Ils deviennent alors des ofnis (objets flottants non-identifiés), difficiles à détecter au radar et potentiellement dangereux. Soit ils coulent directement, soit ils restent trois à quatre mois en flottaison. Sur les routes maritimes qu’empruntent les bateaux, il y a un risque certain de collision, voire de sur-accident. Leur présence dans l’eau est aussi un important facteur de pollution.

Spectaculaire, le phénomène des conteneurs qui passent annuellement par dessus bord est pourtant qualifié de « marginal » par le WSC : en moyenne 1.382 conteneurs perdus annuellement … pour 226 millions acheminés chaque année par les 6.000 porte-conteneurs qui naviguent sur les grandes lignes maritimes.

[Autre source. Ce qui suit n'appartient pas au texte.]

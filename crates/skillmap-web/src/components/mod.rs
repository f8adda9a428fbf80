//! Leptos UI components

mod alert_banner;
mod email_capture;
mod empty_state;
mod page_header;
mod subscribe;

pub use alert_banner::{NewAlertBanner, ResourceCallout};
pub use email_capture::EmailCaptureModal;
pub use empty_state::EmptyState;
pub use page_header::RoadmapPageHeader;
pub use subscribe::{RoadmapDownloader, RoadmapSubscriber};
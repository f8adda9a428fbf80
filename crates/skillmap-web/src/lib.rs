//! skillmap-web - Web frontend for skillmap using Leptos + Axum

#![recursion_limit = "1024"]

pub mod analytics;
pub mod api;
pub mod app;
pub mod components;
pub mod pages;
#[cfg(feature = "ssr")]
pub mod router;

pub use app::App;
#[cfg(feature = "ssr")]
pub use router::create_router;

#[cfg(feature = "ssr")]
use anyhow::Result;
#[cfg(feature = "ssr")]
use skillmap_core::ContentStore;
#[cfg(feature = "ssr")]
use std::sync::Arc;

/// Run the web server
#[cfg(feature = "ssr")]
pub async fn run(store: Arc<ContentStore>, port: u16) -> Result<()> {
    use std::net::SocketAddr;
    use tokio::net::TcpListener;
    use tracing::info;

    let router = create_router(store);

    let addr = SocketAddr::from(([127, 0, 0, 1], port));
    let listener = TcpListener::bind(addr).await?;

    info!("Web server listening on http://{}", addr);
    println!("Web server listening on http://{}", addr);

    axum::serve(listener, router).await?;

    Ok(())
}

Ce chiffre, basé sur des informations déclaratives des armateurs, (d'autres sources indépendantes avancent des chiffres bien plus élevés pouvant aller jusqu'à 10.000 par an) n’est certainement qu’une estimation biaisée car tous les conteneurs mal arrimés tombés à l’eau ne sont pas forcément déclarés par les bords et les armateurs.

           Le One Apusa, un porte-conteneurs sous pavillon japonais de 14.000 EVP, a connu la perte récente la plus importante avec 1.816 boîtes (dont au moins 64 serait des conteneurs de marchandises dangereuses) perdues dans le Pacifique au large d'Hawaii le 30 novembre 2020 en raison de ce qu’ils ont dit être de la haute mer. Sur les 22 baies sur le pont, seulement six semblaient avoir survécu intactes. Avec 20 rangées par baie et des hauteurs de pile de 6 à 8 niveaux, on estime qu’environ 2.250 conteneurs furent potentiellement touchés soit environ 4.500 EVP.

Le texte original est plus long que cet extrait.